= Robert Boyer (chemist) =

American chemist (1909–1989)

Robert Allen Boyer (September 30, 1909 - November 11, 1989) was an American chemist employed by Henry Ford who was proficient at inventing ways to convert soybeans into paints and plastic parts used on Ford automobiles. He is also the inventor of the world's first plant protein fiber.

== Biography ==
Born on September 30, 1909, in Toledo, Ohio, Robert Boyer first met Henry Ford at one of his frequent visits to the nation's oldest hotel, the Wayside Inn, in South Sudbury, Massachusetts, where his father, Earl Joseph Boyer, was employed by Ford. Ford claimed that the young Boyer had a “keen active mind” and was asked by Ford to enroll in the new Henry Ford Trade School and participate in its unique work-study program instead of following his plans to enter Andover Prep School and then Dartmouth College. Boyer excelled in the Ford Trade School, and took to exploring concepts such as how to manufacture synthetic wool from soybeans.

Boyer graduated from the Ford Trade School at the age of 20 with a promising chemistry career in front of him and began his career as the head of the soybean lab at the Edison Institute. Here, Boyer’s career took off. He started working on using soybeans in new ways for automobile manufacture, such as extracting lubricating and paint oils from the soybean and creating synthetic wool made from soybeans and pressing insulating varnish for starters and generators. One of his first projects, which began in 1932, included building “a small solvent extractor to separate the bean into soy oil and protein-rich meal”. The soybean oils became the most crucial commercial soy products on Ford cars.

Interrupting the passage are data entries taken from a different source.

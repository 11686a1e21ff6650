//! Numeric helpers centralizing safe casts, rounding and the logistic transform.

use num_traits::cast::cast;

/// Round to a fixed number of decimal places, passing non-finite values through.
#[must_use]
pub fn round_to(value: f64, decimals: i32) -> f64 {
    if !value.is_finite() {
        return value;
    }
    let scale = 10_f64.powi(decimals);
    (value * scale).round() / scale
}

/// Round a f64 and clamp it to the i32 range, returning 0 for NaN values.
#[must_use]
pub fn round_f64_to_i32(value: f64) -> i32 {
    if value.is_nan() {
        return 0;
    }
    let min = cast::<i32, f64>(i32::MIN).unwrap_or(f64::MIN);
    let max = cast::<i32, f64>(i32::MAX).unwrap_or(f64::MAX);
    let clamped = value.clamp(min, max).round();
    cast::<f64, i32>(clamped).unwrap_or(0)
}

/// Convert i64 to f64 while allowing precision loss in a single location.
#[must_use]
pub fn i64_to_f64(value: i64) -> f64 {
    cast::<i64, f64>(value).unwrap_or(0.0)
}

/// Convert usize to f64 while allowing precision loss in a single location.
#[must_use]
pub fn usize_to_f64(value: usize) -> f64 {
    cast::<usize, f64>(value).unwrap_or(0.0)
}

/// Standard logistic function `exp(x) / (1 + exp(x))`.
#[must_use]
pub fn logit(x: f64) -> f64 {
    // Evaluated on the stable side to avoid inf/inf for large inputs.
    if x >= 0.0 {
        1.0 / (1.0 + (-x).exp())
    } else {
        let e = x.exp();
        e / (1.0 + e)
    }
}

In 1934 the five to eight coats of lacquer previously used to finish cars were replaced with a synthetic baked enamel paint which contained about 35% soy oil saving considerable time and money.

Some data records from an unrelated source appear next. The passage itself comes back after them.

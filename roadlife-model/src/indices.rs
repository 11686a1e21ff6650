//! Condition indices, economic objective scores and maintenance cost.

use crate::config::ModelConstants;
use crate::constants::SET_BCA_WEIGHTING;
use crate::distress::DistressKind;
use crate::error::ModelError;
use crate::lookups::LookupTables;
use crate::numbers::logit;
use crate::segment::{Segment, SegmentIndices};

const LN_FLOOR: f64 = 0.001;

/// Pavement distress index.
#[must_use]
pub fn pavement_distress_index(segment: &Segment, pothole_booster: f64) -> f64 {
    let d = &segment.distresses;
    0.2 * d.value(DistressKind::LongTransCracks)
        + d.value(DistressKind::MeshCracks)
        + d.value(DistressKind::Shoving)
        + d.value(DistressKind::Potholes) * pothole_booster
        + segment.pavement_fault_percent()
}

/// Surface distress index.
#[must_use]
pub fn surface_distress_index(segment: &Segment, pothole_booster: f64) -> f64 {
    let d = &segment.distresses;
    d.value(DistressKind::Flushing)
        + d.value(DistressKind::Scabbing)
        + 0.5 * d.value(DistressKind::LongTransCracks)
        + d.value(DistressKind::Potholes) * pothole_booster
        + segment.surfacing_fault_percent()
}

/// Predicted routine maintenance cost per kilometre.
#[must_use]
pub fn maintenance_cost_per_km(segment: &Segment, pdi: f64, constants: &ModelConstants) -> f64 {
    if !segment.is_chipseal_or_asphalt() || pdi < constants.maintenance_pdi_threshold {
        return 0.0;
    }
    let d = &segment.distresses;
    let ln = |v: f64| v.max(LN_FLOOR).ln();
    let exponent = 0.0122 * segment.naasra
        + 0.055 * ln(d.value(DistressKind::Shoving))
        + 0.048 * ln(d.value(DistressKind::MeshCracks))
        + 0.243 * ln(segment.adt)
        + 0.644 * ln(segment.rut)
        + 0.01 * segment.pavement_age
        + 0.03 * ln(d.value(DistressKind::Potholes))
        + 5.227;
    constants.maintenance_calibration * exponent.exp()
}

/// Recompute every derived index. Host-written ranks and the candidate verdict
/// are carried over from the current values.
///
/// # Errors
///
/// Returns an error when a weighting or threshold lookup is missing.
pub fn compute_indices(
    segment: &Segment,
    lookups: &LookupTables,
    constants: &ModelConstants,
) -> Result<SegmentIndices, ModelError> {
    let booster = constants.pothole_booster;
    let pdi = pavement_distress_index(segment, booster);
    let sdi = surface_distress_index(segment, booster);

    let objective_distress = 100.0 * logit(0.4 * (0.7 * pdi + 0.3 * sdi) - 4.0);
    let objective_rsl = 100.0 * logit(-0.5 * segment.surface_remaining_life() - 2.5);
    let rut_threshold = lookups.number_value("reset_exceed_thresh_rut", "preserve")?;
    let objective_rutting = 100.0 * logit(0.55 * (segment.rut - rut_threshold) - 1.65);
    let naasra_threshold =
        lookups.number_value("reset_exceed_thresh_naasra", &segment.surface_road_type())?;
    let objective_naasra = 100.0 * logit(0.044 * (segment.naasra - naasra_threshold) - 1.76);

    let objective_raw = 0.3 * objective_distress
        + 0.2 * objective_rsl
        + 0.25 * objective_rutting
        + 0.25 * objective_naasra;
    let weight = lookups.number_value(SET_BCA_WEIGHTING, &segment.road_type())?;
    let objective = objective_raw * weight + 30.0 * (1.0 - weight);

    Ok(SegmentIndices {
        pdi,
        sdi,
        objective_distress,
        objective_rsl,
        objective_rutting,
        objective_naasra,
        objective_raw,
        objective,
        objective_auc: objective * segment.area,
        maintenance_cost_per_km: maintenance_cost_per_km(segment, pdi, constants),
        ..segment.indices.clone()
    })
}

In 1937, Boyer developed a curved plastic sheet which he hoped would replace steel in the auto bodies of Ford cars. He demonstrated his confidence in his product by hitting it with an axe in the middle of a crowd of reporters and critics. He also jumped up and down on the curved sheet. People were astounded when there was no bending in the sheet or shattering due to the axe and the weight of his jumping on the sheet. This soy protein plastic sheet consisted of 70% cellulose and 30% resin binder pressed into cloth. The new rust-free, dent-proof plastic was reportedly 50% lighter and 50% cheaper to produce than steel. This new plastic body cut the total weight of the car from 3,000 to 2,000 pounds. The sheets had an appearance similar to polished steel, and could be bent but just snapped back into place, therefore when caught in fender benders, the fender would bounce back like “rubber balls”. This product is considered a breakthrough in the world of automobile production.

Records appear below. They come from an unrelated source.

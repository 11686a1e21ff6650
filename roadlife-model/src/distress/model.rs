use chrono::NaiveDate;

use super::fit::{CalibrationRequest, CurveBounds, CurveFitter, ParamBounds};
use super::params::CurveParams;
use super::DistressKind;
use crate::dates::{parse_date, years_before};
use crate::error::ModelError;
use crate::lookups::LookupTables;
use crate::numbers::logit;
use crate::piecewise::PiecewiseLinear;
use crate::segment::{Segment, SurfaceClass, SurfaceFunction};

/// Curve limits and reset curves for one distress, read from its lookup set.
#[derive(Debug, Clone, PartialEq)]
pub struct DistressLimits {
    pub bounds: CurveBounds,
    pub expected_initial_value: f64,
    pub historic_chipseal: PiecewiseLinear,
    pub historic_asphalt: PiecewiseLinear,
    pub resurfacing_penalty: PiecewiseLinear,
    pub holding_penalty: PiecewiseLinear,
}

impl DistressLimits {
    /// # Errors
    ///
    /// Returns an error when any limit is missing or a curve cannot be parsed.
    pub fn from_lookups(lookups: &LookupTables, set: &str) -> Result<Self, ModelError> {
        let num = |key: &str| lookups.number_value(set, key);
        let penalty = |first: &str, second: &str| -> Result<PiecewiseLinear, ModelError> {
            let setup = format!("{},1|{},0", num(first)?, num(second)?);
            PiecewiseLinear::from_setup(&setup, false)
        };
        let limits = Self {
            bounds: CurveBounds {
                aadi: ParamBounds::new(num("aadi_min")?, num("aadi_max")?),
                initial_value: ParamBounds::new(num("iv_min")?, num("iv_max")?),
                t100: ParamBounds::new(num("t100_min")?, num("t100_max")?),
            },
            expected_initial_value: num("iv_expected")?,
            historic_chipseal: lookups.curve(set, "historic_reset_cs", false)?,
            historic_asphalt: lookups.curve(set, "historic_reset_ac", false)?,
            resurfacing_penalty: penalty("reset_resurf_thresh1", "reset_resurf_thresh2")?,
            holding_penalty: penalty("reset_holding_thresh1", "reset_holding_thresh2")?,
        };
        for (field, bounds) in [
            ("aadi", limits.bounds.aadi),
            ("iv", limits.bounds.initial_value),
            ("t100", limits.bounds.t100),
        ] {
            if bounds.min > bounds.max {
                return Err(ModelError::RangeViolation {
                    field: format!("{set}.{field}_min"),
                    min: f64::MIN,
                    max: bounds.max,
                    value: bounds.min,
                });
            }
        }
        Ok(limits)
    }
}

/// S-curve model for one distress kind.
#[derive(Debug, Clone, PartialEq)]
pub struct DistressModel {
    kind: DistressKind,
    limits: DistressLimits,
}

impl DistressModel {
    #[must_use]
    pub const fn new(kind: DistressKind, limits: DistressLimits) -> Self {
        Self { kind, limits }
    }

    /// # Errors
    ///
    /// Returns an error when the kind's lookup set is incomplete.
    pub fn from_lookups(kind: DistressKind, lookups: &LookupTables) -> Result<Self, ModelError> {
        Ok(Self::new(kind, DistressLimits::from_lookups(lookups, &kind.lookup_set())?))
    }

    #[must_use]
    pub const fn kind(&self) -> DistressKind {
        self.kind
    }

    #[must_use]
    pub const fn limits(&self) -> &DistressLimits {
        &self.limits
    }

    /// Probability that the distress develops on this segment.
    ///
    /// # Errors
    ///
    /// Propagates segment life-calculation failures.
    pub fn probability(&self, segment: &Segment) -> Result<f64, ModelError> {
        Ok(logit(self.kind.occurrence_logit(&segment.occurrence_inputs()?)))
    }

    fn expected_aadi(&self, segment: &Segment, probability: f64) -> f64 {
        self.limits
            .bounds
            .aadi
            .clamp(segment.surface_expected_life * (1.0 - probability))
    }

    fn expected_t100(&self, probability: f64) -> f64 {
        self.limits.bounds.t100.max * (1.0 - probability)
    }

    /// Starting percentage, corrected for surveys that predate the current surface.
    ///
    /// # Errors
    ///
    /// Returns an error if the condition survey date cannot be parsed, or the
    /// survey is stale and the surface class has no historic reset curve.
    pub fn initial_value(
        &self,
        segment: &Segment,
        observed: f64,
        base_date: NaiveDate,
    ) -> Result<f64, ModelError> {
        let code = segment.feedback_code();
        let survey_date = parse_date(&code, "condition survey", &segment.survey.condition_date)?;
        let survey_age = years_before(base_date, survey_date);
        if survey_age < 0.0 {
            log::warn!("{code}: condition survey date {survey_date} is in the future");
        }
        if segment.surface_age >= survey_age {
            return Ok(observed);
        }
        if *segment.surface_function() == SurfaceFunction::FirstCoat {
            return Ok(0.0);
        }
        match segment.surface_class {
            SurfaceClass::Chipseal => Ok(self.limits.historic_chipseal.value(observed)),
            SurfaceClass::Asphalt => Ok(self.limits.historic_asphalt.value(observed)),
            other => Err(ModelError::NoHistoricCurve {
                segment: code,
                class: other.to_string(),
            }),
        }
    }

    /// Fit curve parameters so the curve reproduces `observed` at the current surface age.
    ///
    /// # Errors
    ///
    /// Propagates segment life-calculation failures.
    pub fn calibrated_setup<F>(
        &self,
        segment: &Segment,
        observed: f64,
        tolerance: f64,
        fitter: &F,
    ) -> Result<CurveParams, ModelError>
    where
        F: CurveFitter + ?Sized,
    {
        let probability = self.probability(segment)?;
        let bounds = self.limits.bounds;
        let expected = CurveParams::new(
            bounds.aadi.nudge_inside(self.expected_aadi(segment, probability)),
            bounds
                .initial_value
                .nudge_inside(self.limits.expected_initial_value),
            bounds.t100.nudge_inside(self.expected_t100(probability)),
        );
        let request = CalibrationRequest {
            surface_age: segment.surface_age,
            observed,
            expected,
            bounds,
            tolerance,
        };
        Ok(fitter.calibrate(&request).rounded())
    }

    /// Growth over the period just completed.
    #[must_use]
    pub fn increment<F>(&self, segment: &Segment, params: CurveParams, fitter: &F) -> f64
    where
        F: CurveFitter + ?Sized,
    {
        let age = segment.surface_age;
        if age < params.aadi {
            0.0
        } else if age - 1.0 < params.aadi {
            params.initial_value
        } else {
            fitter.progression_increment(params.t100, age - params.aadi)
        }
    }

    /// Value after one period. Only chipseal and asphalt surfaces deteriorate.
    #[must_use]
    pub fn next_value_after_increment<F>(
        &self,
        segment: &Segment,
        current: f64,
        params: CurveParams,
        fitter: &F,
    ) -> f64
    where
        F: CurveFitter + ?Sized,
    {
        if !segment.is_chipseal_or_asphalt() {
            return current;
        }
        current + self.increment(segment, params, fitter)
    }

    /// Every treatment removes the visible distress.
    #[must_use]
    pub const fn value_after_reset(&self) -> f64 {
        0.0
    }

    /// Curve parameters for the surface laid by a treatment of `category`.
    ///
    /// Pre-seal repairs keep the previous curve. Rehabilitation starts a fresh
    /// curve; holding and resurfacing treatments shorten it according to how
    /// much distress was present before treatment.
    ///
    /// # Errors
    ///
    /// Propagates segment life-calculation failures.
    pub fn resetted_setup(
        &self,
        segment: &Segment,
        pre_treatment_value: f64,
        category: &str,
        previous: CurveParams,
    ) -> Result<CurveParams, ModelError> {
        if segment.previous_surface_function() == Some(&SurfaceFunction::Preseal) {
            return Ok(previous);
        }
        let probability = self.probability(segment)?;
        let bounds = self.limits.bounds;
        let aadi = self.expected_aadi(segment, probability);
        let t100 = self.expected_t100(probability);
        let fresh = CurveParams::new(aadi, self.limits.expected_initial_value, t100);

        let category = category.to_lowercase();
        if !self.kind.penalised_reset() || category.contains("rehab") {
            return Ok(fresh.rounded());
        }
        let penalty = if category.contains("holding") {
            &self.limits.holding_penalty
        } else {
            &self.limits.resurfacing_penalty
        };
        let factor = penalty.value(pre_treatment_value);
        Ok(CurveParams::new(
            bounds.aadi.clamp(aadi * factor),
            self.limits.expected_initial_value,
            bounds.t100.clamp(t100 * factor),
        )
        .rounded())
    }
}

#[cfg(test)]
mod tests {
    use super::*;
    use crate::distress::LogisticCurveFitter;
    use crate::segment::tests::sample_segment;

    fn model(kind: DistressKind) -> DistressModel {
        DistressModel::from_lookups(kind, LookupTables::default_tables()).unwrap()
    }

    fn base_date() -> NaiveDate {
        NaiveDate::from_ymd_opt(2024, 7, 1).unwrap()
    }

    #[test]
    fn dormant_increment_is_zero() {
        let m = model(DistressKind::MeshCracks);
        let mut s = sample_segment();
        s.surface_age = 4.0;
        let params = CurveParams::new(6.0, 2.0, 20.0);
        assert!(m.increment(&s, params, &LogisticCurveFitter).abs() < f64::EPSILON);
    }

    #[test]
    fn first_period_after_initiation_adds_initial_value() {
        let m = model(DistressKind::MeshCracks);
        let mut s = sample_segment();
        s.surface_age = 6.5;
        let params = CurveParams::new(6.0, 2.0, 20.0);
        assert!((m.increment(&s, params, &LogisticCurveFitter) - 2.0).abs() < f64::EPSILON);
        let next = m.next_value_after_increment(&s, 0.0, params, &LogisticCurveFitter);
        assert!((next - 2.0).abs() < f64::EPSILON);
    }

    #[test]
    fn non_bituminous_surfaces_do_not_deteriorate() {
        let m = model(DistressKind::Shoving);
        let mut s = sample_segment();
        s.surface_class = SurfaceClass::Concrete;
        s.surface_age = 20.0;
        let params = CurveParams::new(2.0, 2.0, 20.0);
        let next = m.next_value_after_increment(&s, 3.0, params, &LogisticCurveFitter);
        assert!((next - 3.0).abs() < f64::EPSILON);
    }

    #[test]
    fn reset_value_is_always_zero() {
        for kind in DistressKind::ALL {
            assert!(model(kind).value_after_reset().abs() < f64::EPSILON);
        }
    }

    #[test]
    fn current_survey_keeps_observed_value() {
        let m = model(DistressKind::Scabbing);
        let mut s = sample_segment();
        s.survey.condition_date = "01/07/2022".to_string();
        s.surface_age = 8.0;
        assert!((m.initial_value(&s, 4.2, base_date()).unwrap() - 4.2).abs() < f64::EPSILON);
    }

    #[test]
    fn stale_survey_on_first_coat_starts_clean() {
        let m = model(DistressKind::Scabbing);
        let mut s = sample_segment();
        s.survey.condition_date = "01/07/2020".to_string();
        s.surface_age = 1.0;
        s.set_surface_function(SurfaceFunction::FirstCoat);
        assert!(m.initial_value(&s, 9.0, base_date()).unwrap().abs() < f64::EPSILON);
    }

    #[test]
    fn stale_survey_uses_historic_curve() {
        let m = model(DistressKind::Scabbing);
        let mut s = sample_segment();
        s.survey.condition_date = "01/07/2020".to_string();
        s.surface_age = 1.0;
        let expected = m.limits().historic_chipseal.value(9.0);
        assert!((m.initial_value(&s, 9.0, base_date()).unwrap() - expected).abs() < 1e-12);
        s.surface_class = SurfaceClass::Blocks;
        assert!(matches!(
            m.initial_value(&s, 9.0, base_date()),
            Err(ModelError::NoHistoricCurve { .. })
        ));
    }

    #[test]
    fn calibrated_setup_stays_in_bounds_and_is_rounded() {
        let m = model(DistressKind::MeshCracks);
        let s = sample_segment();
        let params = m.calibrated_setup(&s, 3.0, 0.5, &LogisticCurveFitter).unwrap();
        let b = m.limits().bounds;
        assert!(params.aadi >= b.aadi.min && params.aadi <= b.aadi.max);
        assert!(params.t100 >= b.t100.min && params.t100 <= b.t100.max);
        assert_eq!(params, params.rounded());
    }

    #[test]
    fn preseal_keeps_previous_parameters() {
        let m = model(DistressKind::Potholes);
        let mut s = sample_segment();
        s.set_surface_function(SurfaceFunction::Preseal);
        s.set_surface_function(SurfaceFunction::Holding);
        let previous = CurveParams::new(4.0, 1.0, 15.0);
        let reset = m.resetted_setup(&s, 5.0, "resurfacing", previous).unwrap();
        assert_eq!(reset, previous);
    }

    #[test]
    fn penalties_shorten_the_curve() {
        let m = model(DistressKind::MeshCracks);
        let s = sample_segment();
        let previous = CurveParams::default();
        let fresh = m.resetted_setup(&s, 50.0, "Rehab", previous).unwrap();
        let penalised = m.resetted_setup(&s, 50.0, "resurfacing", previous).unwrap();
        assert!(penalised.aadi <= fresh.aadi);
        assert!(penalised.t100 <= fresh.t100);
    }

    #[test]
    fn surface_distresses_reset_without_penalty() {
        let m = model(DistressKind::Flushing);
        let s = sample_segment();
        let clean = m.resetted_setup(&s, 0.0, "holding", CurveParams::default()).unwrap();
        let heavy = m.resetted_setup(&s, 80.0, "holding", CurveParams::default()).unwrap();
        assert_eq!(clean, heavy);
    }
}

Boyer also used the soy isolates to produce the world's first plant protein fiber in 1938. This fiber resembled a soft wool, was tan in color, had a medium luster and a soft warm feel. It was advertised as “it has 80% the strength of wool, took the same dyes, had good elongation, and did not wet as easily as wool.” Boyer realized this fiber could be used for upholstery in cars, filling in felt hats, or clothing.

== Personal life ==
Robert Boyer was born to Earl Joseph Boyer and Ruth Marian Harris on September 30, 1909, the eldest of their seven children. By 1920, the family lived in Royal Oak, Michigan.

He married Elizabeth B Szabo in 1931, in Detroit, Michigan. The couple had two children in Detroit: Nancy Elizabeth Boyer (born 1932) and Robert Allan Boyer Jr (born 1934).

Following the death of his wife in 1963, Boyer lived in Dunedin, Florida until his death on November 11, 1989, aged 80.